Z tekstu w postalu polskaniezwykla.pl:

Panew do odparowywania soli i haki panwiowe od dawna znajdują się w herbie Kołobrzegu. Od bardzo wczesnego średniowiecza (VII w.) pozyskiwano sól ze źródeł solanki bijących w okolicy dzisiejszej Wyspy Solnej. Tutaj zaczynał się w średniowieczu słynny Szlak Solny, któremu miasto zawdzięczało bogactwo. Sól przyciągała do Kołobrzegu kupców, tak jak dziś wysoko zmineralizowane solanki ściągają kuracjuszy. Poza dobrodziejstwem zawartym w słonej wodzie uzdrowisko może zaoferować specyficzny mikroklimat oraz pokłady cenionej borowiny. Na nadmorskim bulwarze i w parkach widać bardzo wielu Niemców. Ich język słychać we wszystkich, luksusowo urządzonych sanatoriach. Tradycje uzdrowiskowe w mieście pielęgnowane są już od prawie 200 lat. Leczy się tu choroby układu oddechowego, krążenia, narządów układu ruchu (reumatyczne, zwyrodnieniowe, pourazowe) oraz choroby układu hormonalnego i przemiany materii (głównie cukrzycy i tarczycy).

Na Wyspie Solnej, w pobliżu ul. Solnej i mostu na Parsęcie znajduje się główna atrakcja uzdrowiska – ogólnodostępne źródło solankowe, które warto zobaczyć. Z małego rzygacza wypływa do kamiennej studzienki strumień sześcioprocentowego wodnego roztworu soli. Kto chce, może osobiście popróbować smaku palącej przełyk solanki, zalecamy jednak wstrzemięźliwość w degustacji. Poza nieocenionymi walorami kuracyjnymi kołobrzeska solanka jest gotową zalewą do kiszenia ogórków. Późnym latem i jesienią przy źródle można spotkać mieszkańców napełniających duże pojemniki wodą, która trafi do słojów z najzdrowszymi kiszonymi ogórkami w Polsce. Są nasycone mikroelementami, doskonale się przechowują i mają niezrównany smak.

Wspomniane wyżej źródło solankowe zostało ładnie wyremontowane i zaopatrzone w tablicę informacyjną z poniższym tekstem:

Kołobrzeskie źródła słone znane są od około VII wieku n.e. Na Wyspie Solnej istniała wówczas osada, której mieszkańcy warzyli sól.
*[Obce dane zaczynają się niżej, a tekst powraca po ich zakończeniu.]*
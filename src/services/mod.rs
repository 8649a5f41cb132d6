//! Backend contracts and the registry that owns the active backends
//!
//! The orchestrator only sees these traits. Concrete recognizers, dialogue
//! clients and synthesizers are produced by a `BackendFactory` from the
//! matching settings section.

mod registry;

pub use registry::{ServiceRegistry, Services};

use crate::config::{DialogueSettings, RecognitionSettings, SynthesisSettings};
use crate::llm::DialogueRequest;
use async_trait::async_trait;
use std::sync::Arc;

/// Speech-to-text backend
#[async_trait]
pub trait SpeechRecognizer: Send + Sync {
    /// Transcribe mono 16-bit samples
    async fn recognize(&self, samples: &[i16]) -> anyhow::Result<String>;
}

/// Dialogue model backend
#[async_trait]
pub trait DialogueClient: Send + Sync {
    /// Send the request and return the complete response text
    async fn send(&self, request: &DialogueRequest) -> anyhow::Result<String>;
}

/// Text-to-speech backend
#[async_trait]
pub trait SpeechSynthesizer: Send + Sync {
    /// Start speaking `text`, returning a handle to the audio being played
    async fn speak(&self, text: &str) -> anyhow::Result<Box<dyn PlaybackHandle>>;
}

/// Audio started by a synthesizer
#[async_trait]
pub trait PlaybackHandle: Send {
    /// Suspend until the audio output has fully drained
    async fn wait_for_completion(&mut self) -> anyhow::Result<()>;
}

/// Builds concrete backends from their settings sections
///
/// Settings reaching the factory have already been validated. A factory may
/// still refuse them (unreachable endpoint, unknown model, rejected key).
#[async_trait]
pub trait BackendFactory: Send + Sync {
    async fn recognizer(
        &self,
        settings: &RecognitionSettings,
    ) -> anyhow::Result<Arc<dyn SpeechRecognizer>>;

    async fn dialogue(&self, settings: &DialogueSettings) -> anyhow::Result<Arc<dyn DialogueClient>>;

    async fn synthesizer(
        &self,
        settings: &SynthesisSettings,
    ) -> anyhow::Result<Arc<dyn SpeechSynthesizer>>;
}
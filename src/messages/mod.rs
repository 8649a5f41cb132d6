pub mod storage;
pub mod types;

pub use storage::{HistoryStore, MessageStorage};
pub use types::{ChatMessage, Role};
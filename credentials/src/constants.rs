//! Credential constants.
//!
//! This module contains constant values used throughout the credential system.

/// Default `iss` claim for access tokens.
pub const DEFAULT_ISSUER: &str = "credential-issuer";

/// Default `aud` claim for access tokens.
pub const DEFAULT_AUDIENCE: &str = "api";

/// Smallest RSA modulus the key ring will generate.
pub const MIN_RSA_KEY_BITS: usize = 2048;

/// Shortest period the verification token sweeper will tick at.
pub const MIN_SWEEP_INTERVAL: std::time::Duration = std::time::Duration::from_millis(10);

/// Bytes of randomness in a key id (hex encoded, so twice as many characters).
pub const KID_BYTES: usize = 16;

/// JSON Web Key field values.
pub mod jwk {
    /// `kty` for RSA keys.
    pub const KEY_TYPE_RSA: &str = "RSA";

    /// `use` for signature keys.
    pub const USE_SIGNATURE: &str = "sig";
}

/// Metric names emitted by this crate.
pub mod metrics {
    /// Challenge codes issued (including resends).
    pub const CHALLENGES_ISSUED: &str = "credentials.challenges.issued";
    /// Challenge codes verified successfully.
    pub const CHALLENGES_VERIFIED: &str = "credentials.challenges.verified";
    /// Challenge verifications rejected, labelled by `reason`.
    pub const CHALLENGES_REJECTED: &str = "credentials.challenges.rejected";
    /// Verification tokens issued.
    pub const VERIFICATION_ISSUED: &str = "credentials.verification_tokens.issued";
    /// Verification tokens consumed successfully.
    pub const VERIFICATION_CONSUMED: &str = "credentials.verification_tokens.consumed";
    /// Verification token consumes rejected, labelled by `reason`.
    pub const VERIFICATION_REJECTED: &str = "credentials.verification_tokens.rejected";
    /// Verification tokens removed by the background sweep.
    pub const VERIFICATION_SWEPT: &str = "credentials.verification_tokens.swept";
    /// Sessions created.
    pub const SESSIONS_CREATED: &str = "credentials.sessions.created";
    /// Sessions refreshed.
    pub const SESSIONS_REFRESHED: &str = "credentials.sessions.refreshed";
    /// Refreshes rejected, labelled by `reason`.
    pub const SESSIONS_REJECTED: &str = "credentials.sessions.rejected";
    /// Sessions terminated.
    pub const SESSIONS_TERMINATED: &str = "credentials.sessions.terminated";
    /// Access tokens signed.
    pub const TOKENS_SIGNED: &str = "credentials.access_tokens.signed";
    /// Access tokens rejected, labelled by `reason`.
    pub const TOKENS_REJECTED: &str = "credentials.access_tokens.rejected";
    /// Signing keys generated (startup and rotation).
    pub const KEYS_GENERATED: &str = "credentials.keys.generated";
    /// Signing keys retired by cleanup.
    pub const KEYS_RETIRED: &str = "credentials.keys.retired";
}
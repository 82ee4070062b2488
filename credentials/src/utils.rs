//! User key handling.
//!
//! A user key is the address a challenge code is delivered to: an email
//! address or an E.164 phone number. Keys are normalized before they reach
//! the user repository so `User@Example.com` and `user@example.com` share one
//! pending challenge.

/// Normalize a raw user key, or return `None` if it is neither a plausible
/// email address nor an E.164 phone number.
///
/// Emails are trimmed and lowercased. Phone numbers are trimmed and stripped
/// of spaces, dashes and parentheses.
///
/// # Examples
///
/// ```
/// use credential_issuer::utils::normalize_user_key;
///
/// assert_eq!(normalize_user_key(" User@Example.com "), Some("user@example.com".to_string()));
/// assert_eq!(normalize_user_key("+1 (555) 010-9999"), Some("+15550109999".to_string()));
/// assert_eq!(normalize_user_key("not a key"), None);
/// ```
#[must_use]
pub fn normalize_user_key(raw: &str) -> Option<String> {
    let trimmed = raw.trim();

    if trimmed.contains('@') {
        let lowered = trimmed.to_lowercase();
        return is_valid_email(&lowered).then_some(lowered);
    }

    let compact: String = trimmed
        .chars()
        .filter(|c| !matches!(c, ' ' | '-' | '(' | ')'))
        .collect();
    is_valid_phone(&compact).then_some(compact)
}

/// Validate email address format.
///
/// Checks the shape only: one `@`, a non-empty local part, and a dotted
/// domain made of alphanumerics and hyphens.
///
/// # Examples
///
/// ```
/// use credential_issuer::utils::is_valid_email;
///
/// assert!(is_valid_email("user@example.com"));
/// assert!(is_valid_email("user+tag@subdomain.example.com"));
/// assert!(!is_valid_email("invalid"));
/// assert!(!is_valid_email("user@"));
/// ```
#[must_use]
pub fn is_valid_email(email: &str) -> bool {
    if email.len() < 3 || email.len() > 255 {
        return false;
    }

    let Some((local, domain)) = email.split_once('@') else {
        return false;
    };

    if local.is_empty() || domain.contains('@') || !domain.contains('.') {
        return false;
    }

    let local_ok = local
        .chars()
        .all(|c| c.is_alphanumeric() || matches!(c, '.' | '-' | '+' | '_'));
    let domain_ok = domain
        .split('.')
        .all(|label| !label.is_empty() && label.chars().all(|c| c.is_alphanumeric() || c == '-'));

    local_ok && domain_ok
}

/// Validate an E.164 phone number: `+` followed by 8 to 15 digits.
///
/// # Examples
///
/// ```
/// use credential_issuer::utils::is_valid_phone;
///
/// assert!(is_valid_phone("+15550109999"));
/// assert!(!is_valid_phone("15550109999"));
/// assert!(!is_valid_phone("+123"));
/// ```
#[must_use]
pub fn is_valid_phone(phone: &str) -> bool {
    let Some(digits) = phone.strip_prefix('+') else {
        return false;
    };

    (8..=15).contains(&digits.len()) && digits.chars().all(|c| c.is_ascii_digit())
}
//! Router composition.
//!
//! The public and administrative routes are separate routers so that the
//! administrative ones can be bound to a private listener.

use crate::handlers::{challenge, keys, session};
use crate::providers::{CodeNotifier, SessionStore, UserRepository};
use crate::service::CredentialService;
use axum::{
    Router,
    routing::{get, post},
};
use std::sync::Arc;

/// Public credential endpoints.
///
/// # Routes
///
/// ## Challenge
/// - `POST /challenge` - Send a code
/// - `POST /challenge/resend` - Send a fresh code
/// - `POST /challenge/verify` - Exchange a code for a verification token
///
/// ## Sessions
/// - `POST /sessions` - Create a session
/// - `POST /sessions/refresh` - Get a new access token
/// - `POST /sessions/terminate` - End a session
/// - `GET /me` - Describe the bearer of an access token
///
/// ## Keys
/// - `GET /.well-known/jwks.json` - Published verification keys
///
/// # Example
///
/// ```rust,ignore
/// let service = Arc::new(CredentialService::builder(users, notifier, sessions).build()?);
///
/// let app = Router::new()
///     .nest("/api/v1/auth", public_router(service.clone()))
///     .layer(TraceLayer::new_for_http());
/// ```
pub fn public_router<U, N, S>(service: Arc<CredentialService<U, N, S>>) -> Router
where
    U: UserRepository + 'static,
    N: CodeNotifier + 'static,
    S: SessionStore + 'static,
{
    Router::new()
        // Challenge routes
        .route("/challenge", post(challenge::issue_challenge::<U, N, S>))
        .route("/challenge/resend", post(challenge::resend_challenge::<U, N, S>))
        .route("/challenge/verify", post(challenge::verify_challenge::<U, N, S>))

        // Session routes
        .route("/sessions", post(session::create_session::<U, N, S>))
        .route("/sessions/refresh", post(session::refresh_session::<U, N, S>))
        .route("/sessions/terminate", post(session::terminate_session::<U, N, S>))
        .route("/me", get(session::current_user::<U, N, S>))

        // Key publication
        .route("/.well-known/jwks.json", get(keys::jwks::<U, N, S>))

        .with_state(service)
}

/// Administrative key endpoints.
///
/// # Routes
///
/// - `POST /admin/keys/rotate` - Make a freshly generated key current
/// - `POST /admin/keys/cleanup` - Remove old non-current keys
pub fn admin_router<U, N, S>(service: Arc<CredentialService<U, N, S>>) -> Router
where
    U: UserRepository + 'static,
    N: CodeNotifier + 'static,
    S: SessionStore + 'static,
{
    Router::new()
        .route("/admin/keys/rotate", post(keys::rotate_keys::<U, N, S>))
        .route("/admin/keys/cleanup", post(keys::cleanup_keys::<U, N, S>))
        .with_state(service)
}
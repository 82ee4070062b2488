//! Key publication and administration handlers.

use super::error::ApiError;
use crate::keys::jwks::Jwks;
use crate::providers::{CodeNotifier, SessionStore, UserRepository};
use crate::service::CredentialService;
use axum::{Json, extract::State, extract::rejection::JsonRejection, http::header, response::IntoResponse};
use serde::{Deserialize, Serialize};
use std::sync::Arc;

/// Response after a rotation.
#[derive(Debug, Clone, Deserialize, Serialize)]
#[serde(rename_all = "camelCase")]
pub struct RotateKeysResponse {
    /// Kid of the new current key.
    pub new_kid: String,
}

/// Request to retire old keys.
#[derive(Debug, Clone, Deserialize, Serialize)]
#[serde(rename_all = "camelCase")]
pub struct CleanupKeysRequest {
    /// Keys created more than this many days ago are removed.
    pub max_age_days: u32,
}

/// Response after a cleanup.
#[derive(Debug, Clone, Deserialize, Serialize)]
#[serde(rename_all = "camelCase")]
pub struct CleanupKeysResponse {
    /// Always `true`.
    pub ok: bool,
    /// Kids that were removed.
    pub retired: Vec<String>,
}

/// Publish the verification keys.
///
/// ```text
/// GET /.well-known/jwks.json
/// ```
pub async fn jwks<U, N, S>(
    State(service): State<Arc<CredentialService<U, N, S>>>,
) -> Result<impl IntoResponse, ApiError>
where
    U: UserRepository + 'static,
    N: CodeNotifier + 'static,
    S: SessionStore + 'static,
{
    let document: Jwks = service.jwks()?;

    Ok((
        [(header::CACHE_CONTROL, "public, max-age=300")],
        Json(document),
    ))
}

/// Generate a new signing key and make it current.
///
/// ```text
/// POST /admin/keys/rotate
/// ```
pub async fn rotate_keys<U, N, S>(
    State(service): State<Arc<CredentialService<U, N, S>>>,
) -> Result<Json<RotateKeysResponse>, ApiError>
where
    U: UserRepository + 'static,
    N: CodeNotifier + 'static,
    S: SessionStore + 'static,
{
    let new_kid = service.rotate_keys().await?;

    Ok(Json(RotateKeysResponse { new_kid }))
}

/// Remove non-current keys past the given age.
///
/// ```text
/// POST /admin/keys/cleanup
/// {"maxAgeDays": 7}
/// ```
pub async fn cleanup_keys<U, N, S>(
    State(service): State<Arc<CredentialService<U, N, S>>>,
    payload: Result<Json<CleanupKeysRequest>, JsonRejection>,
) -> Result<Json<CleanupKeysResponse>, ApiError>
where
    U: UserRepository + 'static,
    N: CodeNotifier + 'static,
    S: SessionStore + 'static,
{
    let Json(request) = payload?;
    let retired = service.cleanup_keys(request.max_age_days)?;

    Ok(Json(CleanupKeysResponse { ok: true, retired }))
}
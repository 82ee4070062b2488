//! Code delivery trait.

use crate::error::Result;
use chrono::{DateTime, Utc};

/// Delivers challenge codes to users.
///
/// This trait abstracts over email and SMS delivery services.
pub trait CodeNotifier: Send + Sync {
    /// Send `code` to `user_key`.
    ///
    /// # Arguments
    ///
    /// - `user_key`: Normalized email address or phone number
    /// - `code`: The one-time code
    /// - `expires_at`: When the code stops being accepted
    ///
    /// # Errors
    ///
    /// Returns [`AuthError::DeliveryFailed`](crate::AuthError::DeliveryFailed)
    /// if the delivery service rejects the message.
    fn send_code(
        &self,
        user_key: &str,
        code: &str,
        expires_at: DateTime<Utc>,
    ) -> impl std::future::Future<Output = Result<()>> + Send;
}
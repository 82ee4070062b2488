//! Settable clock.

use crate::clock::Clock;
use chrono::{DateTime, Duration, Utc};
use std::sync::{Arc, Mutex, PoisonError};

/// Start of every [`MockClock::new`]: 2025-01-01 00:00:00 UTC.
const EPOCH_SECS: i64 = 1_735_689_600;

/// Clock that only moves when told to.
///
/// Clones share the same time, so a test can keep one handle and pass
/// another into the component under test.
#[derive(Debug, Clone)]
pub struct MockClock {
    now: Arc<Mutex<DateTime<Utc>>>,
}

impl MockClock {
    /// Create a clock fixed at 2025-01-01 00:00:00 UTC.
    #[must_use]
    pub fn new() -> Self {
        Self::at(DateTime::<Utc>::from_timestamp(EPOCH_SECS, 0).unwrap_or_default())
    }

    /// Create a clock fixed at `time`.
    #[must_use]
    pub fn at(time: DateTime<Utc>) -> Self {
        Self {
            now: Arc::new(Mutex::new(time)),
        }
    }

    /// Move the clock forward (or backward, for a negative duration).
    pub fn advance(&self, by: Duration) {
        let mut now = self.now.lock().unwrap_or_else(PoisonError::into_inner);
        *now += by;
    }

    /// Jump to `time`.
    pub fn set(&self, time: DateTime<Utc>) {
        *self.now.lock().unwrap_or_else(PoisonError::into_inner) = time;
    }
}

impl Default for MockClock {
    fn default() -> Self {
        Self::new()
    }
}

impl Clock for MockClock {
    fn now(&self) -> DateTime<Utc> {
        *self.now.lock().unwrap_or_else(PoisonError::into_inner)
    }
}
//! JSON Web Key Set document.

use super::der::{DerError, parse_public_key_components};
use crate::constants::jwk::{KEY_TYPE_RSA, USE_SIGNATURE};
use serde::{Deserialize, Serialize};

/// Published set of verification keys.
#[derive(Debug, Clone, Default, Serialize, Deserialize, PartialEq, Eq)]
pub struct Jwks {
    /// One entry per retained signing key.
    pub keys: Vec<Jwk>,
}

impl Jwks {
    /// Find a key by `kid`.
    #[must_use]
    pub fn find_by_kid(&self, kid: &str) -> Option<&Jwk> {
        self.keys.iter().find(|k| k.kid == kid)
    }

    /// Key ids in publication order.
    #[must_use]
    pub fn kids(&self) -> Vec<&str> {
        self.keys.iter().map(|k| k.kid.as_str()).collect()
    }
}

/// A single RSA signature key.
#[derive(Debug, Clone, Serialize, Deserialize, PartialEq, Eq)]
pub struct Jwk {
    /// Key type, always `RSA`.
    pub kty: String,
    /// Intended use, always `sig`.
    #[serde(rename = "use")]
    pub key_use: String,
    /// Key id, matches the `kid` header of tokens signed with this key.
    pub kid: String,
    /// JWS algorithm.
    pub alg: String,
    /// Modulus, base64url without padding.
    pub n: String,
    /// Public exponent, base64url without padding.
    pub e: String,
}

impl Jwk {
    /// Build a JWK from a DER encoded `SubjectPublicKeyInfo`.
    ///
    /// # Errors
    ///
    /// Returns [`DerError`] if the public key cannot be parsed.
    pub fn from_spki_der(
        kid: impl Into<String>,
        alg: impl Into<String>,
        spki: &[u8],
    ) -> Result<Self, DerError> {
        let components = parse_public_key_components(spki)?;

        Ok(Self {
            kty: KEY_TYPE_RSA.to_string(),
            key_use: USE_SIGNATURE.to_string(),
            kid: kid.into(),
            alg: alg.into(),
            n: components.modulus_b64url(),
            e: components.exponent_b64url(),
        })
    }
}
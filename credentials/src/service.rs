//! Credential service facade.
//!
//! Owns one instance of every component and wires them to the injected
//! collaborators. This is the type applications and the HTTP handlers hold,
//! usually behind an `Arc`.

use crate::challenge::{ChallengeStore, CodeGenerator, RandomCodeGenerator};
use crate::clock::{Clock, SystemClock};
use crate::config::CredentialConfig;
use crate::error::Result;
use crate::keys::KeyRing;
use crate::keys::jwks::Jwks;
use crate::providers::{CodeNotifier, SessionStore, UserRecord, UserRepository};
use crate::session::SessionManager;
use crate::state::{ChallengeVerified, DeviceInfo, RefreshGrant, SessionGrant, UserId};
use crate::task::run_blocking;
use crate::token::TokenIssuer;
use crate::verification::{SweeperHandle, VerificationTokenStore};
use std::sync::Arc;

/// Builder for [`CredentialService`].
pub struct CredentialServiceBuilder<U, N, S> {
    users: Arc<U>,
    notifier: Arc<N>,
    sessions: Arc<S>,
    config: CredentialConfig,
    clock: Arc<dyn Clock>,
    code_generator: Arc<dyn CodeGenerator>,
}

impl<U, N, S> CredentialServiceBuilder<U, N, S>
where
    U: UserRepository,
    N: CodeNotifier,
    S: SessionStore,
{
    /// Replace the default configuration.
    #[must_use]
    pub fn with_config(mut self, config: CredentialConfig) -> Self {
        self.config = config;
        self
    }

    /// Replace the wall clock.
    #[must_use]
    pub fn with_clock(mut self, clock: Arc<dyn Clock>) -> Self {
        self.clock = clock;
        self
    }

    /// Replace the random code generator.
    #[must_use]
    pub fn with_code_generator(mut self, generator: Arc<dyn CodeGenerator>) -> Self {
        self.code_generator = generator;
        self
    }

    /// Build the service. Generates the first signing key, which takes a
    /// noticeable amount of CPU time.
    ///
    /// # Errors
    ///
    /// Returns [`AuthError::KeyGeneration`](crate::AuthError::KeyGeneration)
    /// if the key ring configuration is rejected or key generation fails.
    pub fn build(self) -> Result<CredentialService<U, N, S>> {
        let config = self.config;
        let clock = self.clock;

        let keys = Arc::new(KeyRing::new(config.keys.clone(), clock.clone())?);
        let tokens = Arc::new(TokenIssuer::new(
            keys.clone(),
            clock.clone(),
            config.tokens.clone(),
        ));
        let verification = VerificationTokenStore::new(config.verification.clone(), clock.clone());
        let challenges = ChallengeStore::new(
            self.users.clone(),
            self.notifier,
            self.code_generator,
            clock.clone(),
            config.challenge.clone(),
        );
        let sessions = SessionManager::new(
            self.sessions,
            verification.clone(),
            tokens.clone(),
            clock,
            config.sessions.clone(),
        );

        tracing::info!(
            issuer = %config.tokens.issuer,
            audience = %config.tokens.audience,
            key_bits = config.keys.key_bits,
            "Credential service ready"
        );

        Ok(CredentialService {
            config,
            users: self.users,
            keys,
            tokens,
            challenges,
            verification,
            sessions,
        })
    }
}

/// Entry point for every credential operation.
pub struct CredentialService<U, N, S> {
    config: CredentialConfig,
    users: Arc<U>,
    keys: Arc<KeyRing>,
    tokens: Arc<TokenIssuer>,
    challenges: ChallengeStore<U, N>,
    verification: VerificationTokenStore,
    sessions: SessionManager<S>,
}

impl<U, N, S> CredentialService<U, N, S>
where
    U: UserRepository,
    N: CodeNotifier,
    S: SessionStore,
{
    /// Start building a service over the given collaborators.
    #[must_use]
    pub fn builder(users: Arc<U>, notifier: Arc<N>, sessions: Arc<S>) -> CredentialServiceBuilder<U, N, S> {
        CredentialServiceBuilder {
            users,
            notifier,
            sessions,
            config: CredentialConfig::default(),
            clock: Arc::new(SystemClock),
            code_generator: Arc::new(RandomCodeGenerator),
        }
    }

    // ═══════════════════════════════════════════════════════════════════
    // Challenge
    // ═══════════════════════════════════════════════════════════════════

    /// Send a one-time code to `user_key`.
    ///
    /// # Errors
    ///
    /// See [`ChallengeStore::issue`].
    #[tracing::instrument(skip_all, name = "issue_challenge")]
    pub async fn issue_challenge(&self, user_key: &str) -> Result<()> {
        self.challenges.issue(user_key).await.map(|_| ())
    }

    /// Send a fresh code to `user_key`.
    ///
    /// # Errors
    ///
    /// See [`ChallengeStore::reissue`].
    #[tracing::instrument(skip_all, name = "resend_challenge")]
    pub async fn resend_challenge(&self, user_key: &str) -> Result<()> {
        self.challenges.reissue(user_key).await.map(|_| ())
    }

    /// Verify a code and hand out a single-use verification token.
    ///
    /// # Errors
    ///
    /// See [`ChallengeStore::verify`].
    #[tracing::instrument(skip_all, name = "verify_challenge")]
    pub async fn verify_challenge(&self, user_key: &str, code: &str) -> Result<ChallengeVerified> {
        let user_id = self.challenges.verify(user_key, code).await?;
        let verification_token = self.verification.issue(user_id)?;

        Ok(ChallengeVerified {
            user_id,
            verification_token,
        })
    }

    // ═══════════════════════════════════════════════════════════════════
    // Sessions
    // ═══════════════════════════════════════════════════════════════════

    /// Create a session from a verification token.
    ///
    /// # Errors
    ///
    /// See [`SessionManager::create_session`].
    #[tracing::instrument(skip_all, name = "create_session", fields(user_id = %user_id))]
    pub async fn create_session(
        &self,
        user_id: UserId,
        session_secret: &str,
        verification_token: &str,
        device: DeviceInfo,
    ) -> Result<SessionGrant> {
        self.sessions
            .create_session(user_id, session_secret, verification_token, device)
            .await
    }

    /// Get a new access token for an existing session.
    ///
    /// # Errors
    ///
    /// See [`SessionManager::refresh`].
    #[tracing::instrument(skip_all, name = "refresh_session")]
    pub async fn refresh_session(&self, refresh_token: &str, session_secret: &str) -> Result<RefreshGrant> {
        self.sessions.refresh(refresh_token, session_secret).await
    }

    /// End the session holding `refresh_token`.
    ///
    /// # Errors
    ///
    /// See [`SessionManager::terminate`].
    #[tracing::instrument(skip_all, name = "terminate_session")]
    pub async fn terminate_session(&self, refresh_token: &str) -> Result<()> {
        self.sessions.terminate(refresh_token).await
    }

    /// End every session of `user_id`.
    ///
    /// # Errors
    ///
    /// See [`SessionManager::terminate_user_sessions`].
    #[tracing::instrument(skip_all, name = "terminate_user_sessions", fields(user_id = %user_id))]
    pub async fn terminate_user_sessions(&self, user_id: UserId) -> Result<usize> {
        self.sessions.terminate_user_sessions(user_id).await
    }

    // ═══════════════════════════════════════════════════════════════════
    // Keys and access tokens
    // ═══════════════════════════════════════════════════════════════════

    /// Rotate the signing key on the blocking pool. Returns the new kid.
    ///
    /// # Errors
    ///
    /// See [`KeyRing::rotate`].
    #[tracing::instrument(skip(self))]
    pub async fn rotate_keys(&self) -> Result<String> {
        let keys = self.keys.clone();
        run_blocking("key rotation", move || keys.rotate()).await
    }

    /// Retire non-current keys older than `max_age_days`.
    ///
    /// # Errors
    ///
    /// See [`KeyRing::cleanup`].
    #[tracing::instrument(skip(self))]
    pub fn cleanup_keys(&self, max_age_days: u32) -> Result<Vec<String>> {
        self.keys.cleanup(max_age_days)
    }

    /// Current JWKS document.
    ///
    /// # Errors
    ///
    /// See [`KeyRing::export_jwks`].
    pub fn jwks(&self) -> Result<Jwks> {
        self.keys.export_jwks()
    }

    /// Verify a raw access token and return its subject.
    ///
    /// # Errors
    ///
    /// See [`TokenIssuer::verify`].
    pub fn authenticate(&self, access_token: &str) -> Result<UserId> {
        self.tokens.verify(access_token)
    }

    /// Look up the user behind an authenticated id.
    ///
    /// # Errors
    ///
    /// Storage errors from the user repository.
    pub async fn find_user(&self, user_id: UserId) -> Result<Option<UserRecord>> {
        self.users.find_user(user_id).await
    }

    // ═══════════════════════════════════════════════════════════════════
    // Background work and accessors
    // ═══════════════════════════════════════════════════════════════════

    /// Start the verification token sweeper.
    ///
    /// Must be called from within a tokio runtime.
    #[must_use]
    pub fn spawn_sweeper(&self) -> SweeperHandle {
        SweeperHandle::spawn(&self.verification)
    }

    /// Service configuration.
    #[must_use]
    pub const fn config(&self) -> &CredentialConfig {
        &self.config
    }

    /// Signing key ring.
    #[must_use]
    pub fn keys(&self) -> &KeyRing {
        &self.keys
    }

    /// Access token issuer.
    #[must_use]
    pub fn tokens(&self) -> &TokenIssuer {
        &self.tokens
    }

    /// Verification token store.
    #[must_use]
    pub const fn verification(&self) -> &VerificationTokenStore {
        &self.verification
    }
}

impl<U, N, S> std::fmt::Debug for CredentialService<U, N, S> {
    fn fmt(&self, f: &mut std::fmt::Formatter<'_>) -> std::fmt::Result {
        f.debug_struct("CredentialService")
            .field("config", &self.config)
            .field("keys", &self.keys)
            .finish_non_exhaustive()
    }
}
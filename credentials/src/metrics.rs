//! Metric descriptions.
//!
//! Counters are emitted through the `metrics` facade wherever the event
//! happens. Nothing is recorded until the application installs a recorder
//! (the server binary installs a Prometheus exporter). Call
//! [`describe_metrics`] once after installing it so the exporter can attach
//! help text.

use crate::constants::metrics::{
    CHALLENGES_ISSUED, CHALLENGES_REJECTED, CHALLENGES_VERIFIED, KEYS_GENERATED, KEYS_RETIRED,
    SESSIONS_CREATED, SESSIONS_REFRESHED, SESSIONS_REJECTED, SESSIONS_TERMINATED, TOKENS_REJECTED,
    TOKENS_SIGNED, VERIFICATION_CONSUMED, VERIFICATION_ISSUED, VERIFICATION_REJECTED,
    VERIFICATION_SWEPT,
};
use metrics::describe_counter;

/// Register help text for every counter this crate emits.
pub fn describe_metrics() {
    // Challenges
    describe_counter!(CHALLENGES_ISSUED, "One-time codes issued, resends included");
    describe_counter!(CHALLENGES_VERIFIED, "One-time codes verified successfully");
    describe_counter!(CHALLENGES_REJECTED, "One-time code verifications rejected, by reason");

    // Verification tokens
    describe_counter!(VERIFICATION_ISSUED, "Verification tokens issued");
    describe_counter!(VERIFICATION_CONSUMED, "Verification tokens consumed successfully");
    describe_counter!(VERIFICATION_REJECTED, "Verification token consumes rejected, by reason");
    describe_counter!(VERIFICATION_SWEPT, "Expired verification tokens removed by the sweeper");

    // Sessions
    describe_counter!(SESSIONS_CREATED, "Sessions created");
    describe_counter!(SESSIONS_REFRESHED, "Sessions refreshed");
    describe_counter!(SESSIONS_REJECTED, "Session refreshes rejected, by reason");
    describe_counter!(SESSIONS_TERMINATED, "Sessions terminated");

    // Access tokens and keys
    describe_counter!(TOKENS_SIGNED, "Access tokens signed");
    describe_counter!(TOKENS_REJECTED, "Access tokens rejected, by reason");
    describe_counter!(KEYS_GENERATED, "Signing keys generated, at startup and on rotation");
    describe_counter!(KEYS_RETIRED, "Signing keys retired by cleanup");
}

#[cfg(test)]
mod tests {
    use super::*;

    #[test]
    fn test_describe_without_recorder_is_noop() {
        describe_metrics();
    }
}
Proces warzenia odbywał się w checzach, w których nad paleniskiem odparowywano solankę, w żelaznych panwiach. Rozkwit solewarstwa w Kołobrzegu przypada na XIII-XIV w. kiedy wykorzystywano źródła na lewym i prawym brzegu rzeki Parsęty . Sól wywożono „szlakiem solnym” i drogą morską do sąsiednich dzielnic i krajów. W połowie XIX w. wskutek nieopłacalności produkcji zamknięto warzenie. W początkach XIX w. odkryto właściwości lecznicze kołobrzeskich źródeł i do dziś wykorzystuje się je w zabiegach balneologicznych.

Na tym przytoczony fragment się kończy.